Honda lança a primeira moto flex do mundo
Sem reservatório de partida a frio, CG 150 Titan Mix custa
a partir de R$ 6.340
A Honda lança nesta quarta (11), em Manaus (AM), a primeira
motocicleta flex produzida em série no mundo. Será
a CG 150 Titan Mix, que pode ser abastecida com álcool,
gasolina ou a mistura dos dois combustíveis, em qualquer
proporção.
Desenvolvida
por engenheiros da Honda, em um trabalho que envolveu o Centro
de Pesquisa e Desenvolvimento do Japão, o modelo foi projetado
especialmente para o Brasil, tendo como base a já conhecida
CG 150 Titan. Para escolher o modelo que viraria flex, a Honda
realizou pesquisas com consumidores. Descobriu que a maioria dos
que já têm essa moto compraria uma versão
bicombustível.
Durante
o desenvolvimento, no entanto, a marca optou por não adotar
pelo reservatório de partida a frio, o famoso tanquinho
que existe nos carros, que permite ao motor pegar nos dias de
temperatura mais baixa. Sendo assim, a Titan Mix necessita, nos
dias em que a temperatura ambiente estiver abaixo dos 15ºC,
de pelo menos 20% de gasolina no tanque. É dessa recomendação
que foi inspirado o nome "Mix".

A
nova Honda CG 150 Titan Mix, primeira flex fabricada em série
De
resto as diferenças são muito próximas às
dos carros flex: o uso de gasolina permite um funcionamento mais
linear do motor, com autonomia maior, enquanto o álcool
proporciona um aumento de potência, mas perde em autonomia.

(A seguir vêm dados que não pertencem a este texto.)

//! Configuration error types.

use super::FieldPath;
use owo_colors::OwoColorize;
use std::fmt;
use std::path::PathBuf;
use thiserror::Error;

// ============================================================================
// ConfigError
// ============================================================================

/// Configuration-related errors
#[derive(Debug, Error)]
pub enum ConfigError {
    #[error("IO error when reading `{0}`")]
    Io(PathBuf, #[source] std::io::Error),

    #[error("config file `{0}` not found")]
    NotFound(PathBuf),

    #[error("Config file parsing error")]
    Toml(#[from] toml::de::Error),

    // NOTE: No #[from] here - we don't want source() which causes duplicate output
    #[error("{0}")]
    Diagnostics(ConfigDiagnostics),
}

// ============================================================================
// ConfigDiagnostic
// ============================================================================

/// A single configuration diagnostic
#[derive(Debug, Clone)]
pub struct ConfigDiagnostic {
    /// Config field path (e.g., "assetic.asset_path")
    pub field: FieldPath,
    /// Error description
    pub message: String,
    /// Fix hint (optional)
    pub hint: Option<String>,
}

impl ConfigDiagnostic {
    pub fn new(field: FieldPath, message: impl Into<String>) -> Self {
        Self {
            field,
            message: message.into(),
            hint: None,
        }
    }

    pub fn with_hint(mut self, hint: impl Into<String>) -> Self {
        self.hint = Some(hint.into());
        self
    }
}

impl fmt::Display for ConfigDiagnostic {
    fn fmt(&self, f: &mut fmt::Formatter<'_>) -> fmt::Result {
        writeln!(
            f,
            "{}{}{}",
            "[".dimmed(),
            self.field.as_str().cyan(),
            "]".dimmed()
        )?;
        write!(f, "{} {}", "→".red(), self.message)?;
        if let Some(hint) = &self.hint {
            write!(f, "\n  {} {}", "hint:".yellow(), hint)?;
        }
        Ok(())
    }
}

// ============================================================================
// ConfigDiagnostics
// ============================================================================

/// Validation errors collected across all sections, reported together.
#[derive(Debug, Default)]
pub struct ConfigDiagnostics {
    errors: Vec<ConfigDiagnostic>,
}

impl ConfigDiagnostics {
    pub fn new() -> Self {
        Self::default()
    }

    pub fn error(&mut self, field: FieldPath, message: impl Into<String>) {
        self.errors.push(ConfigDiagnostic::new(field, message));
    }

    /// Add an error with a hint.
    pub fn error_with_hint(
        &mut self,
        field: FieldPath,
        message: impl Into<String>,
        hint: impl Into<String>,
    ) {
        self.errors
            .push(ConfigDiagnostic::new(field, message).with_hint(hint));
    }

    pub fn has_errors(&self) -> bool {
        !self.errors.is_empty()
    }

    pub fn len(&self) -> usize {
        self.errors.len()
    }

    pub fn errors(&self) -> &[ConfigDiagnostic] {
        &self.errors
    }

    /// Convert to Result (returns Err if there are errors).
    pub fn into_result(self) -> Result<(), Self> {
        if self.errors.is_empty() {
            Ok(())
        } else {
            Err(self)
        }
    }
}

impl fmt::Display for ConfigDiagnostics {
    fn fmt(&self, f: &mut fmt::Formatter<'_>) -> fmt::Result {
        writeln!(f, "{}\n", "config validation failed:".red().bold())?;
        for (i, err) in self.errors.iter().enumerate() {
            write!(f, "{err}")?;
            if i + 1 < self.errors.len() {
                writeln!(f, "\n")?;
            }
        }
        if self.errors.len() > 1 {
            write!(
                f,
                "\n\n{} {} {}",
                "found".dimmed(),
                self.errors.len().to_string().red().bold(),
                "errors".dimmed()
            )?;
        }
        Ok(())
    }
}

impl std::error::Error for ConfigDiagnostics {}

#[cfg(test)]
mod tests {
    use super::*;
    use std::io::{Error, ErrorKind};

    #[test]
    fn test_config_error_display() {
        let io_err = ConfigError::Io(
            PathBuf::from("assetry.toml"),
            Error::new(ErrorKind::NotFound, "file not found"),
        );
        let display = format!("{io_err}");
        assert!(display.contains("IO error"));
        assert!(display.contains("assetry.toml"));
    }

    #[test]
    fn test_diagnostics_collect() {
        let mut diag = ConfigDiagnostics::new();
        assert!(!diag.has_errors());

        diag.error(FieldPath::new("assetic.path_to_web"), "must not be empty");
        diag.error_with_hint(
            FieldPath::indexed("filters", 0, "name"),
            "duplicate filter name",
            "rename one of the entries",
        );
        assert_eq!(diag.len(), 2);
        assert_eq!(diag.errors()[1].field.as_str(), "filters[0].name");

        let display = format!("{}", diag.into_result().unwrap_err());
        assert!(display.contains("assetic.path_to_web"));
        assert!(display.contains("rename one of the entries"));
    }
}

Com gasolina, a potência é de 14,2 cv (cavalos),
com torque (força) de 1,32 kgfm; abastecida com álcool,
esses valores sobem para 14,3 cv e 1,45 kgfm. O motor é
OHC, quatro tempos, de 149,2 cm³ de cilindrada. Como nos
automóveis, o reconhecimento do combustível é
feito por um ECM (Engine Control Module, ou módulo de controle
do motor), que define o programa de funcionamento.

Para
adaptar a moto ao uso do álcool, houve várias modificações
mecânicas: o bocal interno do tanque agora tem uma tela
antichamas, para evitar a propagação de fogo de
fora para dentro do tanque, o bico injetor permite maior vazão,
enquanto o filtro de combustível secundário traz
maior capacidade de retenção de sujeiras e evita
o entupimento precoce da bomba, o gerador foi adequado para atender
ao maior esforço provocado pela partida a frio, o tratamento
interno do tanque e o potenciômetro do marcador de combustível
foram alterados para funcionamento com álcool e, por fim,
a bomba de combustível ganhou um tratamento interno para
suportar o uso do álcool.
A
nova motocicleta chega ao mercado em três versões:
KS (com partida a pedal), por R$ 6.340, ES (partida elétrica),
por R$ 6.890, e ESD (partida elétrica e freio dianteiro
a disco com cáliper de dois pistões), por R$ 7.290.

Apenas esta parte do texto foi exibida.